What is the number of lines in the data below that contain "bearer"? Reply with the number only.

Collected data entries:
■ ■ ■ ■ ■
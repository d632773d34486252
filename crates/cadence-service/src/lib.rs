//! cadence-service
//!
//! The runnable scheduler: a timer-driven sweep over assignments, the
//! completion submission path, and the HTTP surface in front of both.

pub mod audit;
pub mod config;
pub mod error;
pub mod locks;
pub mod middleware;
pub mod routes;
pub mod scheduler;
pub mod state;

use axum::Router;
use axum::middleware as axum_mw;
use axum::routing::{get, post};
use tower::ServiceBuilder;
use tower_http::cors::{Any, CorsLayer};

use state::AppState;

/// Build the HTTP router. `/health` is public; everything else requires a
/// bearer token.
pub fn router(state: AppState) -> Router {
    let cors = CorsLayer::new()
        .allow_origin(Any)
        .allow_methods(Any)
        .allow_headers(Any);

    let protected = Router::new()
        .route("/assignments", post(routes::assignments::create_assignment))
        .route(
            "/assignments/{id}/pause",
            post(routes::assignments::pause_assignment),
        )
        .route(
            "/assignments/{id}/resume",
            post(routes::assignments::resume_assignment),
        )
        .route(
            "/assignments/{id}/completions",
            get(routes::assignments::list_completions),
        )
        .route(
            "/completions/{id}/answers",
            post(routes::completions::submit_answers),
        )
        .route("/completions/{id}/sent", post(routes::completions::mark_sent))
        .route("/completions/{id}/read", post(routes::completions::mark_read))
        .route("/patients/{id}/stats", get(routes::patients::patient_stats))
        .route("/sweep", post(routes::sweep::run_sweep))
        .route_layer(axum_mw::from_fn_with_state(
            state.clone(),
            middleware::auth::require_auth,
        ));

    Router::new()
        .route("/health", get(routes::health::health_check))
        .merge(protected)
        .layer(
            ServiceBuilder::new()
                .layer(cors)
                .layer(axum_mw::from_fn(middleware::audit::audit_log)),
        )
        .with_state(state)
}
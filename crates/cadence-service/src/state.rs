use std::sync::Arc;

use jsonwebtoken::DecodingKey;

use crate::scheduler::Scheduler;

/// Shared application state, injected into all route handlers via Axum state.
#[derive(Clone)]
pub struct AppState {
    pub scheduler: Arc<Scheduler>,
    pub decoding_key: Arc<DecodingKey>,
}

impl AppState {
    /// `jwt_secret` is the HS256 key bearer tokens are signed with.
    pub fn new(scheduler: Arc<Scheduler>, jwt_secret: &str) -> Self {
        Self {
            scheduler,
            decoding_key: Arc::new(DecodingKey::from_secret(jwt_secret.as_bytes())),
        }
    }
}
■ ■ ■ ■ ■
* ANSWER BOX *
2